Throughout the material below, count the lines that include the string "capture", then report only the resulting number.

********************

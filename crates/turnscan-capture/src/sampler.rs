//! Extraction of a filtered point set from one depth shot.

use turnscan_core::{ClipBox, Sample, ScanConfig, ShotCloud};

use crate::background::BackgroundMask;
use crate::camera::DepthShot;

/// Filters the depth pixels of a shot into a [`ShotCloud`].
///
/// A pixel is kept when its color coordinate falls inside the color image,
/// its depth lies in the configured window, the background mask (if any)
/// marks it foreground, and it lies inside the clip box (if any).
#[derive(Debug, Clone, PartialEq)]
pub struct FrameSampler {
    min_distance: f32,
    max_distance: f32,
    clip_box: Option<ClipBox>,
}

impl FrameSampler {
    /// Creates a sampler from a session's configuration.
    pub fn new(config: &ScanConfig) -> Self {
        Self {
            min_distance: config.min_distance,
            max_distance: config.max_distance,
            clip_box: config.clip_box,
        }
    }

    /// Samples one shot, tagging the result with rotation `index`.
    ///
    /// The result may be empty; that is a valid outcome.
    pub fn sample(
        &self,
        shot: &DepthShot,
        mask: Option<&BackgroundMask>,
        index: usize,
    ) -> ShotCloud {
        let color_width = shot.color.width();
        let color_height = shot.color.height();
        let mut cloud = ShotCloud::new(index);

        for (&point, &coord) in shot.points.iter().zip(&shot.color_coords) {
            if !coord.is_finite() || !point.is_finite() {
                continue;
            }

            #[allow(clippy::cast_precision_loss)]
            let in_color = coord.x >= 0.0
                && coord.y >= 0.0
                && coord.x < color_width as f32
                && coord.y < color_height as f32;
            if !in_color {
                continue;
            }

            if point.z < self.min_distance || point.z > self.max_distance {
                continue;
            }

            #[allow(clippy::cast_possible_truncation, clippy::cast_sign_loss)]
            let (cx, cy) = (coord.x.floor() as u32, coord.y.floor() as u32);

            if let Some(mask) = mask {
                if !mask.is_foreground(cx, cy) {
                    continue;
                }
            }

            if let Some(clip) = &self.clip_box {
                if !clip.contains(point) {
                    continue;
                }
            }

            let Some(color) = shot.color.get_pixel_checked(cx, cy) else {
                continue;
            };
            cloud.push(Sample::new(point, color.0));
        }

        log::debug!(
            "shot {index}: kept {} of {} points",
            cloud.len(),
            shot.pixel_count()
        );
        cloud
    }
}

#[cfg(test)]
mod tests {
    use super::*;
    use glam::{Vec2, Vec3};
    use image::{Rgb, RgbImage};
    use rand::rngs::StdRng;
    use rand::{Rng, SeedableRng};

    fn shot_with(points: Vec<Vec3>, coords: Vec<Vec2>) -> DepthShot {
        let mut color = RgbImage::new(4, 4);
        for (x, y, pixel) in color.enumerate_pixels_mut() {
            #[allow(clippy::cast_possible_truncation)]
            {
                *pixel = Rgb([x as u8 * 10, y as u8 * 10, 200]);
            }
        }
        DepthShot {
            frame_id: 1,
            width: u32::try_from(points.len()).unwrap(),
            height: 1,
            points,
            color,
            color_coords: coords,
        }
    }

    fn config() -> ScanConfig {
        ScanConfig::new().with_depth_window(1.0, 10.0)
    }

    #[test]
    fn test_depth_window() {
        let mut rng = StdRng::seed_from_u64(7);
        let points: Vec<Vec3> = (0..100)
            .map(|_| Vec3::new(rng.gen_range(-1.0..1.0), 0.0, rng.gen_range(0.0..12.0)))
            .collect();
        let coords = vec![Vec2::new(1.5, 2.5); points.len()];
        let expected = points.iter().filter(|p| p.z >= 1.0 && p.z <= 10.0).count();

        let cloud = FrameSampler::new(&config()).sample(&shot_with(points, coords), None, 3);

        assert_eq!(cloud.index(), 3);
        assert_eq!(cloud.len(), expected);
        for s in cloud.samples() {
            assert!(s.position.z >= 1.0 && s.position.z <= 10.0);
            assert_eq!(s.color, [10, 20, 200]);
        }
    }

    #[test]
    fn test_color_coordinate_bounds() {
        let points = vec![Vec3::new(0.0, 0.0, 2.0); 5];
        let coords = vec![
            Vec2::new(0.0, 0.0),
            Vec2::new(3.99, 3.99),
            Vec2::new(4.0, 1.0),
            Vec2::new(-0.01, 1.0),
            Vec2::new(f32::NEG_INFINITY, 1.0),
        ];
        let cloud = FrameSampler::new(&config()).sample(&shot_with(points, coords), None, 0);
        assert_eq!(cloud.len(), 2);
    }

    #[test]
    fn test_invalid_depth_is_rejected() {
        let points = vec![
            Vec3::new(0.0, 0.0, f32::NEG_INFINITY),
            Vec3::new(f32::NAN, 0.0, 2.0),
            Vec3::new(0.0, 0.0, 2.0),
        ];
        let coords = vec![Vec2::ONE; 3];
        let cloud = FrameSampler::new(&config()).sample(&shot_with(points, coords), None, 0);
        assert_eq!(cloud.len(), 1);
    }

    #[test]
    fn test_mask_filters_background() {
        let points = vec![Vec3::new(0.0, 0.0, 2.0); 2];
        let coords = vec![Vec2::new(0.5, 0.5), Vec2::new(2.5, 0.5)];

        let mut mask_image = RgbImage::new(4, 4);
        mask_image.put_pixel(2, 0, Rgb([0, 200, 0]));
        mask_image.put_pixel(0, 0, Rgb([127, 127, 127]));
        let mask = BackgroundMask::from_image(mask_image);

        let cloud =
            FrameSampler::new(&config()).sample(&shot_with(points, coords), Some(&mask), 0);
        assert_eq!(cloud.len(), 1);
        assert_eq!(cloud.samples()[0].color, [20, 0, 200]);
    }

    #[test]
    fn test_clip_box() {
        let points = vec![
            Vec3::new(0.0, 0.0, 2.0),
            Vec3::new(0.5, 0.0, 2.0),
            Vec3::new(0.0, 0.0, 2.09),
        ];
        let coords = vec![Vec2::ONE; 3];
        let config =
            config().with_clip_box(Some(ClipBox::new(Vec3::new(0.0, 0.0, 2.0), Vec3::ONE)));

        let cloud = FrameSampler::new(&config).sample(&shot_with(points, coords), None, 0);
        assert_eq!(cloud.len(), 2);
        for s in cloud.samples() {
            assert!((s.position - Vec3::new(0.0, 0.0, 2.0)).abs().max_element() <= 0.1);
        }
    }

    #[test]
    fn test_empty_shot_is_valid() {
        let cloud =
            FrameSampler::new(&config()).sample(&shot_with(Vec::new(), Vec::new()), None, 1);
        assert!(cloud.is_empty());
        assert_eq!(cloud.index(), 1);
    }
}
//! Mesh pipeline for turnscan.
//!
//! Turns a fused [`CombinedCloud`](turnscan_core::CombinedCloud) into a clean,
//! oriented point set and a triangle surface:
//! - [`remove_outliers`], [`grid_simplify`] and [`hierarchy_simplify`] clean and thin the cloud
//! - [`estimate_normals`] fits and orients a normal per point
//! - [`smooth_points`] denoises along the normals
//! - [`reconstruct_surface`] contours an implicit surface into a [`TriangleMesh`](turnscan_core::TriangleMesh)
//! - [`MeshPipeline`] runs the enabled stages on a worker thread
//! - [`PlyPointWriter`], [`PlyMeshWriter`] and [`ObjMeshWriter`] export the results

// Documentation lints - internal functions don't need exhaustive panic/error docs
#![allow(clippy::missing_panics_doc)]
#![allow(clippy::missing_errors_doc)]
// Builder patterns return Self which doesn't need must_use
#![allow(clippy::must_use_candidate)]
// Geometry code converts between index and float types constantly
#![allow(clippy::cast_possible_truncation)]
#![allow(clippy::cast_precision_loss)]
// Single-letter names follow the math (p, q, n, k, h)
#![allow(clippy::many_single_char_names)]
#![allow(clippy::similar_names)]
#![allow(clippy::module_name_repetitions)]

pub mod export;
pub mod neighbors;
pub mod normals;
pub mod outliers;
pub mod pca;
pub mod pipeline;
pub mod point_set;
pub mod reconstruct;
pub mod simplify;
pub mod smoothing;

pub use export::{
    read_ply_points, read_ply_points_from, write_obj_mesh, write_ply_mesh, write_ply_points,
    MeshWriter, ObjMeshWriter, PlyEncoding, PlyMeshWriter, PlyPointWriter, PointCloudWriter,
    DEFAULT_MESH_FILE, DEFAULT_POINTS_FILE,
};
pub use neighbors::{average_spacing, Neighbor, NeighborIndex};
pub use normals::{estimate_normals, NormalReport};
pub use outliers::{remove_outliers, OutlierReport};
pub use pca::LocalFrame;
pub use pipeline::{process, MeshPipeline, PipelineOutput, PipelineStage};
pub use point_set::{PointSet, SurfacePoint};
pub use reconstruct::reconstruct_surface;
pub use simplify::{grid_simplify, hierarchy_simplify};
pub use smoothing::smooth_points;
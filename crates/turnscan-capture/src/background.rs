//! Adaptive background subtraction on the color stream.
//!
//! Each pixel channel keeps a running mean and variance. A channel whose
//! squared deviation from the mean exceeds `variance_threshold × variance` is
//! foreground. The mask stores a per-channel confidence scaled so that the
//! decision boundary lands on [`FOREGROUND_THRESHOLD`].

use image::{Rgb, RgbImage};
use turnscan_core::BackgroundConfig;

/// Mask values above this on any channel mark a foreground pixel.
pub const FOREGROUND_THRESHOLD: u8 = 127;

const INITIAL_VARIANCE: f32 = 15.0;
const MIN_VARIANCE: f32 = 4.0;
const MAX_VARIANCE: f32 = 75.0;

/// Per-pixel, per-channel foreground confidence.
#[derive(Debug, Clone, PartialEq)]
pub struct BackgroundMask {
    image: RgbImage,
}

impl BackgroundMask {
    /// Wraps a confidence image.
    pub fn from_image(image: RgbImage) -> Self {
        Self { image }
    }

    /// Returns a mask that marks every pixel as foreground.
    pub fn all_foreground(width: u32, height: u32) -> Self {
        Self::from_image(RgbImage::from_pixel(width, height, Rgb([u8::MAX; 3])))
    }

    /// Mask width in pixels.
    pub fn width(&self) -> u32 {
        self.image.width()
    }

    /// Mask height in pixels.
    pub fn height(&self) -> u32 {
        self.image.height()
    }

    /// Returns the confidence of each channel at a pixel, or `None` outside the mask.
    pub fn confidence(&self, x: u32, y: u32) -> Option<[u8; 3]> {
        self.image.get_pixel_checked(x, y).map(|p| p.0)
    }

    /// Returns true if any channel at the pixel exceeds [`FOREGROUND_THRESHOLD`].
    /// Pixels outside the mask are not foreground.
    pub fn is_foreground(&self, x: u32, y: u32) -> bool {
        self.confidence(x, y)
            .is_some_and(|c| c.iter().any(|&v| v > FOREGROUND_THRESHOLD))
    }

    /// Returns the underlying confidence image.
    pub fn image(&self) -> &RgbImage {
        &self.image
    }
}

/// Running per-pixel background statistics.
#[derive(Debug, Clone)]
pub struct BackgroundModel {
    width: u32,
    height: u32,
    mean: Vec<f32>,
    variance: Vec<f32>,
    learning_rate: f32,
    variance_threshold: f32,
    last_frame_id: u64,
    mask: Option<BackgroundMask>,
}

impl BackgroundModel {
    /// Seeds a model from one frame.
    pub fn create_from_frame(frame: &RgbImage, frame_id: u64, config: &BackgroundConfig) -> Self {
        #[allow(clippy::cast_precision_loss)]
        let learning_rate = 1.0 / config.history.max(1) as f32;
        let mut model = Self {
            width: 0,
            height: 0,
            mean: Vec::new(),
            variance: Vec::new(),
            learning_rate,
            variance_threshold: config.variance_threshold,
            last_frame_id: frame_id,
            mask: None,
        };
        model.seed(frame, frame_id);
        model
    }

    /// Feeds a calibration frame into the statistics without classifying it.
    ///
    /// Returns false (and does nothing) if `frame_id` is not newer than the
    /// last frame consumed.
    pub fn accumulate(&mut self, frame: &RgbImage, frame_id: u64) -> bool {
        if frame_id <= self.last_frame_id {
            return false;
        }
        if !self.matches(frame) {
            self.seed(frame, frame_id);
            return true;
        }
        for (i, value) in channel_values(frame).enumerate() {
            self.update_channel(i, value);
        }
        self.last_frame_id = frame_id;
        true
    }

    /// Classifies a frame and adapts the background channels towards it.
    ///
    /// Only frames newer than the last one consumed adapt the model. An older
    /// or repeated id returns the previous mask unchanged, or classifies the
    /// frame against the current statistics if there is no previous mask. A
    /// newer frame of a different size re-seeds the model and yields an
    /// all-foreground mask.
    pub fn apply(&mut self, frame: &RgbImage, frame_id: u64) -> &BackgroundMask {
        if frame_id > self.last_frame_id {
            let mask = self.classify(frame, frame_id);
            self.mask = Some(mask);
        } else if self.mask.is_none() {
            self.mask = Some(self.classify_without_learning(frame));
        }
        self.mask
            .get_or_insert_with(|| BackgroundMask::all_foreground(frame.width(), frame.height()))
    }

    /// Returns the mask produced by the last [`apply`](Self::apply), if any.
    pub fn mask(&self) -> Option<&BackgroundMask> {
        self.mask.as_ref()
    }

    /// Forgets the last mask; the statistics are kept.
    pub fn invalidate_mask(&mut self) {
        self.mask = None;
    }

    /// Returns the id of the newest frame consumed.
    pub fn last_frame_id(&self) -> u64 {
        self.last_frame_id
    }

    /// Returns the model size in pixels.
    pub fn dimensions(&self) -> (u32, u32) {
        (self.width, self.height)
    }

    fn classify(&mut self, frame: &RgbImage, frame_id: u64) -> BackgroundMask {
        self.last_frame_id = self.last_frame_id.max(frame_id);
        if !self.matches(frame) {
            log::debug!(
                "background model re-seeded for {}x{} frames",
                frame.width(),
                frame.height()
            );
            self.seed(frame, frame_id);
            return BackgroundMask::all_foreground(frame.width(), frame.height());
        }

        let mut confidence = Vec::with_capacity(self.mean.len());
        for (i, value) in channel_values(frame).enumerate() {
            let ratio = self.deviation_ratio(i, value);
            if ratio > 1.0 {
                confidence.push(foreground_confidence(ratio));
            } else {
                confidence.push(background_confidence(ratio));
                self.update_channel(i, value);
            }
        }
        self.mask_from(confidence)
    }

    fn classify_without_learning(&self, frame: &RgbImage) -> BackgroundMask {
        if !self.matches(frame) {
            return BackgroundMask::all_foreground(frame.width(), frame.height());
        }
        let confidence = channel_values(frame)
            .enumerate()
            .map(|(i, value)| {
                let ratio = self.deviation_ratio(i, value);
                if ratio > 1.0 {
                    foreground_confidence(ratio)
                } else {
                    background_confidence(ratio)
                }
            })
            .collect();
        self.mask_from(confidence)
    }

    fn deviation_ratio(&self, i: usize, value: f32) -> f32 {
        let deviation = value - self.mean[i];
        deviation * deviation / (self.variance_threshold * self.variance[i])
    }

    fn mask_from(&self, confidence: Vec<u8>) -> BackgroundMask {
        match RgbImage::from_raw(self.width, self.height, confidence) {
            Some(image) => BackgroundMask::from_image(image),
            None => BackgroundMask::all_foreground(self.width, self.height),
        }
    }

    fn seed(&mut self, frame: &RgbImage, frame_id: u64) {
        self.width = frame.width();
        self.height = frame.height();
        self.mean = channel_values(frame).collect();
        self.variance = vec![INITIAL_VARIANCE; self.mean.len()];
        self.last_frame_id = frame_id;
    }

    fn matches(&self, frame: &RgbImage) -> bool {
        frame.width() == self.width && frame.height() == self.height
    }

    fn update_channel(&mut self, i: usize, value: f32) {
        let deviation = value - self.mean[i];
        self.mean[i] += self.learning_rate * deviation;
        let variance =
            self.variance[i] + self.learning_rate * (deviation * deviation - self.variance[i]);
        self.variance[i] = variance.clamp(MIN_VARIANCE, MAX_VARIANCE);
    }
}

fn channel_values(frame: &RgbImage) -> impl Iterator<Item = f32> + '_ {
    frame.as_raw().iter().map(|&v| f32::from(v))
}

#[allow(clippy::cast_possible_truncation, clippy::cast_sign_loss)]
fn foreground_confidence(ratio: f32) -> u8 {
    (128.0 + (ratio - 1.0) * 127.0).clamp(128.0, 255.0) as u8
}

#[allow(clippy::cast_possible_truncation, clippy::cast_sign_loss)]
fn background_confidence(ratio: f32) -> u8 {
    (ratio * 127.0).clamp(0.0, 127.0) as u8
}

********************

• [Solution] 2